University of Oxford Mathematician Dr Tom Crawford derives Heisenberg’s Uncertainty Principle in Quantum Mechanics with assistance from Micheal Penn. This is the second video in the short series – part 1 on Lie Algebras is on Michael’s channel here.

The video begins with Schrödinger’s Equation for the quantum wave function. By looking for a separable solution we are able to solve for the time dependent component as a complex exponential. The equation for the remaining spatial component is referred to as the Stationary State Schrödinger Equation. This is then expressed in terms of the momentum and position operators which together make up the Hamiltonian.

The definitions of the expectation and dispersion (standard deviation) of an operator are given in terms of a complex inner product, as these will be required later.
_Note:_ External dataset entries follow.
#[cfg(test)]
mod tests {
    use super::*;
    use crate::core::task::TaskAddress;
    use crate::protocols::rest::RestAddress;
    use edge_core::{AccessMode, Channel, ChannelAddress, ChannelType, Doc};
    use parking_lot::Mutex as SyncMutex;
    use std::sync::Arc;

    /// Executor whose behavior is scripted per call
    struct ScriptedExecutor {
        delay: Duration,
        results: SyncMutex<Vec<EdgeResult<Option<ChannelValue>>>>,
        writes: SyncMutex<Vec<ChannelValue>>,
    }

    impl ScriptedExecutor {
        fn ok(value: f64) -> Self {
            Self {
                delay: Duration::ZERO,
                results: SyncMutex::new(vec![Ok(Some(ChannelValue::Float(value)))]),
                writes: SyncMutex::new(Vec::new()),
            }
        }

        fn failing(n: usize) -> Self {
            Self {
                delay: Duration::ZERO,
                results: SyncMutex::new(
                    (0..n).map(|_| Err(EdgeError::transport("link down"))).collect(),
                ),
                writes: SyncMutex::new(Vec::new()),
            }
        }
    }

    #[async_trait]
    impl ProtocolExecutor for ScriptedExecutor {
        fn protocol(&self) -> &'static str {
            "scripted"
        }

        async fn execute_read(&self, _task: &mut Task) -> EdgeResult<Option<ChannelValue>> {
            tokio::time::sleep(self.delay).await;
            let mut results = self.results.lock();
            if results.is_empty() {
                Ok(Some(ChannelValue::Float(0.0)))
            } else {
                results.remove(0)
            }
        }

        async fn execute_write(&self, _task: &mut Task, value: ChannelValue) -> EdgeResult<()> {
            tokio::time::sleep(self.delay).await;
            self.writes.lock().push(value);
            Ok(())
        }
    }

    fn float_channel(access: AccessMode) -> Arc<Channel> {
        Channel::new(
            ChannelAddress::new("meter0", "Power"),
            Doc::of(ChannelType::Float).access_mode(access),
        )
    }

    fn read_task(channel: Arc<Channel>, priority: Priority) -> Task {
        Task::new(
            channel,
            TaskAddress::Rest(RestAddress::new("meter0", "Power")),
            TaskDirection::Read,
            priority,
            Duration::ZERO,
        )
    }

    #[tokio::test]
    async fn test_read_stages_next_value() {
        let bridge = Bridge::new(
            "rest0",
            Box::new(ScriptedExecutor::ok(230.0)),
            3,
            Duration::from_secs(1),
        );
        let channel = float_channel(AccessMode::ReadOnly);
        bridge
            .add_device("meter0", vec![read_task(channel.clone(), Priority::High)])
            .await
            .unwrap();

        let stats = bridge
            .execute_cycle(TaskDirection::Read, Duration::from_secs(1), 5)
            .await;
        assert_eq!(stats.executed, 1);

        // Staged, not yet visible.
        assert_eq!(channel.value(), None);
        channel.next_process_image();
        assert_eq!(channel.value(), Some(ChannelValue::Float(230.0)));
    }

    #[tracing_test::traced_test]
    #[tokio::test]
    async fn test_transport_failure_keeps_stale_value_and_degrades() {
        let bridge = Bridge::new(
            "bus0",
            Box::new(ScriptedExecutor::failing(3)),
            3,
            Duration::from_secs(1),
        );
        let channel = float_channel(AccessMode::ReadOnly);
        channel.set_next_value(Some(ChannelValue::Float(42.0)));
        channel.next_process_image();
        bridge
            .add_device("meter0", vec![read_task(channel.clone(), Priority::High)])
            .await
            .unwrap();

        for _ in 0..3 {
            bridge
                .execute_cycle(TaskDirection::Read, Duration::from_secs(1), 5)
                .await;
            channel.next_process_image();
        }

        // Stale value survives transport failures; health flag degrades.
        assert_eq!(channel.value(), Some(ChannelValue::Float(42.0)));
        assert!(!bridge.is_healthy());
        assert!(logs_contain("bridge degraded"));
    }

    #[tokio::test]
    async fn test_conversion_failure_clears_channel() {
        let executor = ScriptedExecutor {
            delay: Duration::ZERO,
            results: SyncMutex::new(vec![Err(EdgeError::conversion("out of range"))]),
            writes: SyncMutex::new(Vec::new()),
        };
        let bridge = Bridge::new("bus0", Box::new(executor), 3, Duration::from_secs(1));
        let channel = float_channel(AccessMode::ReadOnly);
        channel.set_next_value(Some(ChannelValue::Float(42.0)));
        channel.next_process_image();
        bridge
            .add_device("meter0", vec![read_task(channel.clone(), Priority::High)])
            .await
            .unwrap();

        bridge
            .execute_cycle(TaskDirection::Read, Duration::from_secs(1), 5)
            .await;
        channel.next_process_image();

        assert_eq!(channel.value(), None);
        // Conversion failures do not degrade the link.
        assert!(bridge.is_healthy());
    }

    #[tokio::test]
    async fn test_budget_defers_low_priority() {
        let executor = ScriptedExecutor {
            delay: Duration::from_millis(30),
            results: SyncMutex::new(Vec::new()),
            writes: SyncMutex::new(Vec::new()),
        };
        let bridge = Bridge::new("bus0", Box::new(executor), 3, Duration::from_secs(1));

        let high_a = float_channel(AccessMode::ReadOnly);
        let high_b = float_channel(AccessMode::ReadOnly);
        let low = float_channel(AccessMode::ReadOnly);
        bridge
            .add_device(
                "meter0",
                vec![
                    read_task(low.clone(), Priority::Low),
                    read_task(high_a.clone(), Priority::High),
                    read_task(high_b.clone(), Priority::High),
                ],
            )
            .await
            .unwrap();

        // Budget fits roughly two tasks; both HIGH run, the LOW defers.
        let stats = bridge
            .execute_cycle(TaskDirection::Read, Duration::from_millis(50), 5)
            .await;
        assert_eq!(stats.executed, 2);
        assert_eq!(stats.deferred, 1);

        // The deferred task is still ready next cycle.
        let stats = bridge
            .execute_cycle(TaskDirection::Read, Duration::from_secs(1), 5)
            .await;
        assert_eq!(stats.executed, 3);
        assert_eq!(stats.deferred, 0);
    }

    #[tokio::test]
    async fn test_write_skipped_without_staged_value() {
        let executor = ScriptedExecutor::ok(0.0);
        let bridge = Bridge::new("bus0", Box::new(executor), 3, Duration::from_secs(1));
        let channel = float_channel(AccessMode::ReadWrite);
        let task = Task::new(
            channel.clone(),
            TaskAddress::Rest(RestAddress::new("meter0", "Power")),
            TaskDirection::Write,
            Priority::High,
            Duration::ZERO,
        );
        bridge.add_device("meter0", vec![task]).await.unwrap();

        let stats = bridge
            .execute_cycle(TaskDirection::Write, Duration::from_secs(1), 5)
            .await;
        assert_eq!(stats.skipped_writes, 1);
        assert_eq!(stats.executed, 0);

        channel.set_next_write_value(ChannelValue::Float(50.0)).unwrap();
        let stats = bridge
            .execute_cycle(TaskDirection::Write, Duration::from_secs(1), 5)
            .await;
        assert_eq!(stats.executed, 1);

        // The staged value was consumed; a repeat cycle sends nothing.
        let stats = bridge
            .execute_cycle(TaskDirection::Write, Duration::from_secs(1), 5)
            .await;
        assert_eq!(stats.skipped_writes, 1);
    }

    #[tokio::test]
    async fn test_duplicate_device_rejected() {
        let bridge = Bridge::new(
            "bus0",
            Box::new(ScriptedExecutor::ok(0.0)),
            3,
            Duration::from_secs(1),
        );
        bridge.add_device("meter0", Vec::new()).await.unwrap();
        assert!(bridge.add_device("meter0", Vec::new()).await.is_err());
        bridge.remove_device("meter0").await.unwrap();
        assert!(bridge.remove_device("meter0").await.is_err());
    }
}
We then compute the commutator of the position and momentum operators and see that it is non-zero.

Finally, the key proposition which is used to derive Heisenberg’s Uncertainty Principle is stated and proved. Using the positivity of a quadratic function we conclude that the discriminant must be negative, which gives a result about the expectation of two operators and their commutator. By an appropriate choice of the operators we obtain Heisenberg’s Uncertainty Principle: the product of the error in the measurement of the position multiplied and the error in the measurement of the momentum, must be greater than or equal to a strictly non-zero value.